* **EXERCISE INPUT**:
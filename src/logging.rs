use tracing_subscriber::EnvFilter;
use tracing_subscriber::{fmt, layer::SubscriberExt, util::SubscriberInitExt};

/// Environment variable naming the log file base path.
pub const LOG_PATH_ENV: &str = "REPO_SEARCH_LOG";

/// Filter used when `RUST_LOG` is unset: this crate at `level`, HTTP
/// internals (hyper, reqwest, rustls) at `warn`.
pub fn default_directives(level: &str) -> String {
    format!("warn,{}={}", env!("CARGO_CRATE_NAME"), level)
}

fn env_filter_or(level: &str) -> EnvFilter {
    EnvFilter::try_from_default_env()
        .unwrap_or_else(|_| EnvFilter::new(default_directives(level)))
}

/// Initialize tracing with optional file output.
///
/// Logging is disabled by default so the interactive console stays readable.
/// Set `REPO_SEARCH_LOG` to a file path to enable it. Files are created with
/// unique names so concurrent runs don't collide: `{path}.{timestamp}.{pid}`
pub fn init_tracing() {
    let Some(log_path) = std::env::var(LOG_PATH_ENV).ok() else {
        return;
    };

    let unique_path = unique_log_path(&log_path);

    let filter = env_filter_or("info");

    let Ok(file) = std::fs::File::create(&unique_path) else {
        eprintln!("Warning: Failed to create log file: {}", unique_path);
        return;
    };

    let file_layer = fmt::layer()
        .with_writer(file)
        .with_ansi(false)
        .with_target(true)
        .with_level(true);

    tracing_subscriber::registry()
        .with(filter)
        .with(file_layer)
        .init();

    tracing::info!(
        version = env!("CARGO_PKG_VERSION"),
        log = %unique_path,
        "repo-search starting"
    );
}

/// Log to stderr (used with `--verbose`).
pub fn init_stderr_tracing() {
    let filter = env_filter_or("debug");

    tracing_subscriber::fmt()
        .with_env_filter(filter)
        .with_writer(std::io::stderr)
        .with_target(true)
        .with_level(true)
        .with_timer(tracing_subscriber::fmt::time::UtcTime::rfc_3339())
        .init();

    tracing::debug!(version = env!("CARGO_PKG_VERSION"), "repo-search starting");
}

fn unique_log_path(base: &str) -> String {
    let pid = std::process::id();
    let timestamp = std::time::SystemTime::now()
        .duration_since(std::time::UNIX_EPOCH)
        .map(|d| d.as_secs())
        .unwrap_or(0);
    format!("{}.{}.{}", base, timestamp, pid)
}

* **WORK INSTRUCTION**:
Select every line in the material above where the string "debug" occurs, and copy it.

* **TASK OUTPUT**:
    let filter = env_filter_or("debug");
    tracing::debug!(version = env!("CARGO_PKG_VERSION"), "repo-search starting");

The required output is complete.